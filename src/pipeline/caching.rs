use super::{Interceptor, Next};
use crate::coordination::types::{MessageEnvelope, result_key};
use crate::error::{ExchangeError, FailureModel, FailureRegistry, StorageError};
use crate::storage::contract::{AddFactory, Storage};
use crate::storage::record::CachingResult;
use async_trait::async_trait;
use std::sync::{Arc, Mutex};

/// Memoizes outcomes by content fingerprint.
///
/// A hit replays the stored [`CachingResult`] without invoking the inner
/// chain, re-raising the rebuilt error on the `Exception` variant. A miss
/// runs the inner chain inside the store's `add_or_get` factory, so
/// concurrent identical requests collapse into a single inner invocation and
/// the first committed outcome wins for everyone.
///
/// Transient outcomes (timeout, deferred, cancellation) abort the factory:
/// nothing is stored, and the original condition propagates. This is the
/// rule that keeps "no response yet" out of the response store.
pub struct CachingInterceptor {
    results: Arc<dyn Storage>,
    failures: Arc<FailureRegistry>,
}

impl CachingInterceptor {
    pub fn new(results: Arc<dyn Storage>, failures: Arc<FailureRegistry>) -> Self {
        Self { results, failures }
    }
}

#[async_trait]
impl Interceptor for CachingInterceptor {
    async fn invoke(
        &self,
        envelope: MessageEnvelope,
        next: Next,
    ) -> Result<Vec<u8>, ExchangeError> {
        let key = result_key(&envelope.fingerprint);
        let fingerprint = envelope.fingerprint.clone();

        // Side channel for the transient error that made the factory abort.
        let aborted: Arc<Mutex<Option<ExchangeError>>> = Arc::new(Mutex::new(None));
        let aborted_slot = aborted.clone();

        let factory: AddFactory = Box::new(move || {
            Box::pin(async move {
                match next.run(envelope).await {
                    Ok(value) => CachingResult::Value(value).to_bytes(),
                    Err(error) if error.is_transient() => {
                        if let Ok(mut slot) = aborted_slot.lock() {
                            *slot = Some(error);
                        }
                        Err(StorageError::Aborted)
                    }
                    Err(error) => {
                        CachingResult::Exception(FailureModel::from_error(&error)).to_bytes()
                    }
                }
            })
        });

        match self.results.add_or_get(&key, factory).await {
            Ok(record) => {
                CachingResult::from_bytes(&record.content)?.into_outcome(&self.failures)
            }
            Err(StorageError::Aborted) => {
                let error = aborted
                    .lock()
                    .ok()
                    .and_then(|mut slot| slot.take())
                    .unwrap_or(ExchangeError::Deferred { fingerprint });
                Err(error)
            }
            Err(error) => Err(error.into()),
        }
    }
}
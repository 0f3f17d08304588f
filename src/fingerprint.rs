//! Content Fingerprinting
//!
//! A message's fingerprint is the stable hash of its type name and canonical
//! JSON payload. It serves as both the cache key and the response-correlation
//! key, so it must be identical for identical content across processes.
//! `serde_json` keeps object keys sorted in its default `Value`
//! representation, which makes the serialized form canonical.

use sha2::{Digest, Sha256};

/// Computes the stable content fingerprint of a message.
pub fn fingerprint(message_type: &str, payload: &serde_json::Value) -> String {
    let mut hasher = Sha256::new();
    hasher.update(message_type.as_bytes());
    hasher.update(b"\0");
    hasher.update(payload.to_string().as_bytes());
    hex::encode(hasher.finalize())
}

#[cfg(test)]
mod tests {
    use super::*;

    #[test]
    fn test_fingerprint_deterministic() {
        let payload = serde_json::json!({"b": 2, "a": 1});

        let f1 = fingerprint("order.create", &payload);
        let f2 = fingerprint("order.create", &payload);
        assert_eq!(f1, f2);
    }

    #[test]
    fn test_fingerprint_ignores_key_ordering_in_source() {
        // serde_json::Value sorts object keys, so payloads built in any
        // insertion order hash identically.
        let left: serde_json::Value = serde_json::from_str(r#"{"a": 1, "b": 2}"#).unwrap();
        let right: serde_json::Value = serde_json::from_str(r#"{"b": 2, "a": 1}"#).unwrap();

        assert_eq!(
            fingerprint("order.create", &left),
            fingerprint("order.create", &right)
        );
    }

    #[test]
    fn test_fingerprint_varies_with_type_and_payload() {
        let payload = serde_json::json!({"a": 1});

        assert_ne!(
            fingerprint("order.create", &payload),
            fingerprint("order.cancel", &payload)
        );
        assert_ne!(
            fingerprint("order.create", &payload),
            fingerprint("order.create", &serde_json::json!({"a": 2}))
        );
    }
}
//! Host Selection
//!
//! Routes messages to server instances through a TTL'd registration table
//! kept in the backing store.
//!
//! ## Core Concepts
//! - **Registration**: a server's claim that it accepts certain message
//!   types (or everything, via accept-others), valid until its expiry.
//! - **Selection**: explicit acceptors win over accept-others fallbacks;
//!   ties round-robin through an atomic counter.
//! - **Staleness**: an expired chosen match forces one refresh from the
//!   store; a still-empty match set raises `NotRegistered`.

pub mod registry;
pub mod selector;
pub mod types;
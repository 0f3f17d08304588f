use serde::{Deserialize, Serialize};
use std::collections::HashSet;

/// A TTL'd claim by a server instance that it accepts certain message types
/// (or, with `accept_others`, anything not claimed explicitly elsewhere).
#[derive(Debug, Clone, Serialize, Deserialize, PartialEq)]
pub struct HostRegistration {
    pub instance: String,
    pub accepted_message_types: HashSet<String>,
    pub accept_others: bool,
    /// Timestamp (ms) past which this registration is stale and must be
    /// excluded from selection.
    pub expired: u64,
}

impl HostRegistration {
    pub fn accepts(&self, message_type: &str) -> bool {
        self.accepted_message_types.contains(message_type)
    }

    pub fn is_expired(&self, now: u64) -> bool {
        self.expired <= now
    }
}

/// The current set of registrations, stored as one record in the backing
/// store and refreshed on demand by clients.
#[derive(Debug, Clone, Default, Serialize, Deserialize)]
pub struct HostsAvailability {
    pub registered: Vec<HostRegistration>,
}

/// Well-known id of the registration table record.
pub const HOSTS_KEY_ID: &str = "hosts-availability";
pub const HOSTS_VALUE_TYPE: &str = "HostsAvailability";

****************

(What this task involves) Everything from the first line of the data through the line holding "variant. A miss" should be output exactly, and no other lines.

(Result)
filename src/pipeline/caching.rs
use super::{Interceptor, Next};
use crate::coordination::types::{MessageEnvelope, result_key};
use crate::error::{ExchangeError, FailureModel, FailureRegistry, StorageError};
use crate::storage::contract::{AddFactory, Storage};
use crate::storage::record::CachingResult;
use async_trait::async_trait;
use std::sync::{Arc, Mutex};

/// Memoizes outcomes by content fingerprint.
///
/// A hit replays the stored [`CachingResult`] without invoking the inner
/// chain, re-raising the rebuilt error on the `Exception` variant. A miss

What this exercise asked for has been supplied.